I've had a look into this and need help/feedback from probably Chris or Kai with regards to the way configuration is loaded via the ConfigAdmin asynchronous "updated" [ConfigDispatcher > MysqlPersistenceService] method during startup. Its a lazy method by design according to OSGi spec.
Most of the persistence services that rely on a connection being established (MySQL etc) prior to being queryable need their configuration loading from ConfigAdmin first - ConfigAdmin is obviously required for loading server connection details.
OH is wiring the events up for the "restoreOnStartup" during initalize (item) of PersistenceManager which is called once, prior to the config being loaded via the "updated" method.
[addPersistenceService > startEventHandling > initialize (item)] PersistenceManager.
As its not possible to load the config synchronously from ConfigAdmin (according to OSGi specs) then the restoreOnStartup for this particular type of service fails as config is not loaded and thus connection not established and restore fails.

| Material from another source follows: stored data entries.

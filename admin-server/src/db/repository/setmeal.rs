//! Set-meal Repository
//!
//! The bundled-dish snapshot rows (`setmeal_dish`) are written together
//! with the set-meal inside one transaction.

use super::RepoResult;
use shared::models::{Setmeal, SetmealDish, status};
use shared::page::PageResult;
use sqlx::SqlitePool;

pub async fn find_by_id(pool: &SqlitePool, id: i64) -> RepoResult<Option<Setmeal>> {
    let setmeal = sqlx::query_as::<_, Setmeal>(
        "SELECT id, category_id, name, price, description, status, create_time, update_time, create_user, update_user FROM setmeal WHERE id = ?",
    )
    .bind(id)
    .fetch_optional(pool)
    .await?;
    Ok(setmeal)
}

pub async fn find_by_name(pool: &SqlitePool, name: &str) -> RepoResult<Option<Setmeal>> {
    let setmeal = sqlx::query_as::<_, Setmeal>(
        "SELECT id, category_id, name, price, description, status, create_time, update_time, create_user, update_user FROM setmeal WHERE name = ? LIMIT 1",
    )
    .bind(name)
    .fetch_optional(pool)
    .await?;
    Ok(setmeal)
}

/// Number of set-meals referencing a category
pub async fn count_by_category(pool: &SqlitePool, category_id: i64) -> RepoResult<i64> {
    let count: i64 = sqlx::query_scalar("SELECT COUNT(*) FROM setmeal WHERE category_id = ?")
        .bind(category_id)
        .fetch_one(pool)
        .await?;
    Ok(count)
}

/// Bundled dishes of a set-meal
pub async fn find_dishes(pool: &SqlitePool, setmeal_id: i64) -> RepoResult<Vec<SetmealDish>> {
    let dishes = sqlx::query_as::<_, SetmealDish>(
        "SELECT id, setmeal_id, dish_id, name, price, copies FROM setmeal_dish WHERE setmeal_id = ? ORDER BY id",
    )
    .bind(setmeal_id)
    .fetch_all(pool)
    .await?;
    Ok(dishes)
}

/// Number of bundled dishes whose underlying dish is currently disabled
pub async fn count_disabled_dishes(pool: &SqlitePool, setmeal_id: i64) -> RepoResult<i64> {
    let count: i64 = sqlx::query_scalar(
        "SELECT COUNT(*) FROM setmeal_dish sd JOIN dish d ON d.id = sd.dish_id WHERE sd.setmeal_id = ? AND d.status = ?",
    )
    .bind(setmeal_id)
    .bind(status::DISABLED)
    .fetch_one(pool)
    .await?;
    Ok(count)
}

/// Insert a set-meal and its bundle snapshot in one transaction
pub async fn insert_with_dishes(
    pool: &SqlitePool,
    setmeal: &Setmeal,
    dishes: &[SetmealDish],
) -> RepoResult<()> {
    let mut tx = pool.begin().await?;

    sqlx::query(
        "INSERT INTO setmeal (id, category_id, name, price, description, status, create_time, update_time, create_user, update_user) VALUES (?, ?, ?, ?, ?, ?, ?, ?, ?, ?)",
    )
    .bind(setmeal.id)
    .bind(setmeal.category_id)
    .bind(&setmeal.name)
    .bind(setmeal.price)
    .bind(&setmeal.description)
    .bind(setmeal.status)
    .bind(setmeal.create_time)
    .bind(setmeal.update_time)
    .bind(setmeal.create_user)
    .bind(setmeal.update_user)
    .execute(&mut *tx)
    .await?;

    for dish in dishes {
        sqlx::query(
            "INSERT INTO setmeal_dish (id, setmeal_id, dish_id, name, price, copies) VALUES (?, ?, ?, ?, ?, ?)",
        )
        .bind(dish.id)
        .bind(dish.setmeal_id)
        .bind(dish.dish_id)
        .bind(&dish.name)
        .bind(dish.price)
        .bind(dish.copies)
        .execute(&mut *tx)
        .await?;
    }

    tx.commit().await?;
    Ok(())
}

/// Replace the whole bundle of a set-meal in one transaction
pub async fn replace_dishes(
    pool: &SqlitePool,
    setmeal_id: i64,
    dishes: &[SetmealDish],
) -> RepoResult<()> {
    let mut tx = pool.begin().await?;

    sqlx::query("DELETE FROM setmeal_dish WHERE setmeal_id = ?")
        .bind(setmeal_id)
        .execute(&mut *tx)
        .await?;

    for dish in dishes {
        sqlx::query(
            "INSERT INTO setmeal_dish (id, setmeal_id, dish_id, name, price, copies) VALUES (?, ?, ?, ?, ?, ?)",
        )
        .bind(dish.id)
        .bind(dish.setmeal_id)
        .bind(dish.dish_id)
        .bind(&dish.name)
        .bind(dish.price)
        .bind(dish.copies)
        .execute(&mut *tx)
        .await?;
    }

    tx.commit().await?;
    Ok(())
}

/// Partial update: absent fields keep their stored value
pub async fn update_fields(
    pool: &SqlitePool,
    id: i64,
    category_id: Option<i64>,
    name: Option<&str>,
    price: Option<i64>,
    description: Option<&str>,
    update_time: i64,
    update_user: i64,
) -> RepoResult<u64> {
    let rows = sqlx::query(
        "UPDATE setmeal SET category_id = COALESCE(?1, category_id), name = COALESCE(?2, name), price = COALESCE(?3, price), description = COALESCE(?4, description), update_time = ?5, update_user = ?6 WHERE id = ?7",
    )
    .bind(category_id)
    .bind(name)
    .bind(price)
    .bind(description)
    .bind(update_time)
    .bind(update_user)
    .bind(id)
    .execute(pool)
    .await?;
    Ok(rows.rows_affected())
}

/// Minimal update touching only the status column
pub async fn update_status(pool: &SqlitePool, setmeal_status: i32, id: i64) -> RepoResult<u64> {
    let rows = sqlx::query("UPDATE setmeal SET status = ? WHERE id = ?")
        .bind(setmeal_status)
        .bind(id)
        .execute(pool)
        .await?;
    Ok(rows.rows_affected())
}

/// Delete a set-meal; the bundle rows go with it (ON DELETE CASCADE)
pub async fn delete(pool: &SqlitePool, id: i64) -> RepoResult<u64> {
    let rows = sqlx::query("DELETE FROM setmeal WHERE id = ?")
        .bind(id)
        .execute(pool)
        .await?;
    Ok(rows.rows_affected())
}

/// Paged query with optional name-substring, category and status filters
pub async fn page(
    pool: &SqlitePool,
    name: Option<&str>,
    category_id: Option<i64>,
    setmeal_status: Option<i32>,
    limit: i64,
    offset: i64,
) -> RepoResult<PageResult<Setmeal>> {
    let total: i64 = sqlx::query_scalar(
        "SELECT COUNT(*) FROM setmeal WHERE (?1 IS NULL OR name LIKE '%' || ?1 || '%') AND (?2 IS NULL OR category_id = ?2) AND (?3 IS NULL OR status = ?3)",
    )
    .bind(name)
    .bind(category_id)
    .bind(setmeal_status)
    .fetch_one(pool)
    .await?;

    let records = sqlx::query_as::<_, Setmeal>(
        "SELECT id, category_id, name, price, description, status, create_time, update_time, create_user, update_user FROM setmeal WHERE (?1 IS NULL OR name LIKE '%' || ?1 || '%') AND (?2 IS NULL OR category_id = ?2) AND (?3 IS NULL OR status = ?3) ORDER BY create_time DESC LIMIT ?4 OFFSET ?5",
    )
    .bind(name)
    .bind(category_id)
    .bind(setmeal_status)
    .bind(limit)
    .bind(offset)
    .fetch_all(pool)
    .await?;

    Ok(PageResult::new(total, records))
}

/// Enabled set-meals of a category
pub async fn list_by_category(pool: &SqlitePool, category_id: i64) -> RepoResult<Vec<Setmeal>> {
    let setmeals = sqlx::query_as::<_, Setmeal>(
        "SELECT id, category_id, name, price, description, status, create_time, update_time, create_user, update_user FROM setmeal WHERE category_id = ? AND status = ? ORDER BY create_time DESC",
    )
    .bind(category_id)
    .bind(status::ENABLED)
    .fetch_all(pool)
    .await?;
    Ok(setmeals)
}

#[cfg(test)]
mod tests {
    use super::*;
    use crate::db::repository::test_support::{
        seed_category, seed_dish, seed_setmeal, seed_setmeal_dish, test_pool,
    };

    fn bundle_row(id: i64, setmeal_id: i64, dish_id: i64, copies: i32) -> SetmealDish {
        SetmealDish {
            id,
            setmeal_id,
            dish_id,
            name: format!("dish-{dish_id}"),
            price: 500,
            copies,
        }
    }

    #[tokio::test]
    async fn test_insert_with_dishes_is_atomic() {
        let pool = test_pool().await;
        seed_category(&pool, 1, 2, "Combos", 1).await;
        seed_dish(&pool, 10, 1, "Cola", status::ENABLED).await;

        let setmeal = Setmeal {
            id: 20,
            category_id: 1,
            name: "Lunch combo".into(),
            price: 1500,
            description: None,
            status: status::DISABLED,
            create_time: 100,
            update_time: 100,
            create_user: 1,
            update_user: 1,
        };
        let dishes = vec![bundle_row(30, 20, 10, 2)];

        insert_with_dishes(&pool, &setmeal, &dishes).await.unwrap();

        let stored = find_by_id(&pool, 20).await.unwrap().unwrap();
        assert_eq!(stored.name, "Lunch combo");

        let bundle = find_dishes(&pool, 20).await.unwrap();
        assert_eq!(bundle.len(), 1);
        assert_eq!(bundle[0].dish_id, 10);
        assert_eq!(bundle[0].copies, 2);
    }

    #[tokio::test]
    async fn test_replace_dishes() {
        let pool = test_pool().await;
        seed_category(&pool, 1, 2, "Combos", 1).await;
        seed_dish(&pool, 10, 1, "Cola", status::ENABLED).await;
        seed_dish(&pool, 11, 1, "Tea", status::ENABLED).await;
        seed_setmeal(&pool, 20, 1, "Lunch combo", status::DISABLED).await;
        seed_setmeal_dish(&pool, 30, 20, 10).await;

        replace_dishes(&pool, 20, &[bundle_row(31, 20, 11, 1)])
            .await
            .unwrap();

        let bundle = find_dishes(&pool, 20).await.unwrap();
        assert_eq!(bundle.len(), 1);
        assert_eq!(bundle[0].dish_id, 11);
    }

    #[tokio::test]
    async fn test_count_disabled_dishes() {
        let pool = test_pool().await;
        seed_category(&pool, 1, 2, "Combos", 1).await;
        seed_dish(&pool, 10, 1, "Cola", status::ENABLED).await;
        seed_dish(&pool, 11, 1, "Tea", status::DISABLED).await;
        seed_setmeal(&pool, 20, 1, "Lunch combo", status::DISABLED).await;
        seed_setmeal_dish(&pool, 30, 20, 10).await;
        seed_setmeal_dish(&pool, 31, 20, 11).await;

        assert_eq!(count_disabled_dishes(&pool, 20).await.unwrap(), 1);
    }

    #[tokio::test]
    async fn test_delete_cascades_bundle() {
        let pool = test_pool().await;
        seed_category(&pool, 1, 2, "Combos", 1).await;
        seed_dish(&pool, 10, 1, "Cola", status::ENABLED).await;
        seed_setmeal(&pool, 20, 1, "Lunch combo", status::DISABLED).await;
        seed_setmeal_dish(&pool, 30, 20, 10).await;

        assert_eq!(delete(&pool, 20).await.unwrap(), 1);
        assert!(find_by_id(&pool, 20).await.unwrap().is_none());
        assert!(find_dishes(&pool, 20).await.unwrap().is_empty());
    }

    #[tokio::test]
    async fn test_page_and_count_by_category() {
        let pool = test_pool().await;
        seed_category(&pool, 1, 2, "Combos", 1).await;
        seed_category(&pool, 2, 2, "Family deals", 2).await;
        seed_setmeal(&pool, 20, 1, "Lunch combo", status::ENABLED).await;
        seed_setmeal(&pool, 21, 1, "Dinner combo", status::DISABLED).await;
        seed_setmeal(&pool, 22, 2, "Family feast", status::ENABLED).await;

        assert_eq!(count_by_category(&pool, 1).await.unwrap(), 2);

        let combos = page(&pool, Some("combo"), None, None, 10, 0).await.unwrap();
        assert_eq!(combos.total, 2);

        let enabled_in_cat1 = page(&pool, None, Some(1), Some(status::ENABLED), 10, 0)
            .await
            .unwrap();
        assert_eq!(enabled_in_cat1.total, 1);
        assert_eq!(enabled_in_cat1.records[0].name, "Lunch combo");
    }
}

I don't have enough experience or knowledge at this point to resolve - there seems to be a fair few theoretical solutions but none that I can identify that are practical or require minimal changes and cause minimal impact - that's my very slightly informed guess anyway.
My guess (based on zero experience!) -
Don't wire up the events during initalize of PersistenceManager for restoreOnStartup and wait for ConfigAdmin to load prior to doing so (events etc) ??
ConfigAdmin loads before PersistenceManager ??
Something else ??
I don't wish to use other persistence stores like rrd4j, db4o - although good and technically a "better" solution for restoration of states from local file system. I simply don't want to have to manage the additional persist config nor the extra, although marginal, memory overhead with another persistence binding purely for restoration of item states. I'd trust my MySQL service will (mostly) always be available as its locally hosted.
Any help/suggestions would be appreciated!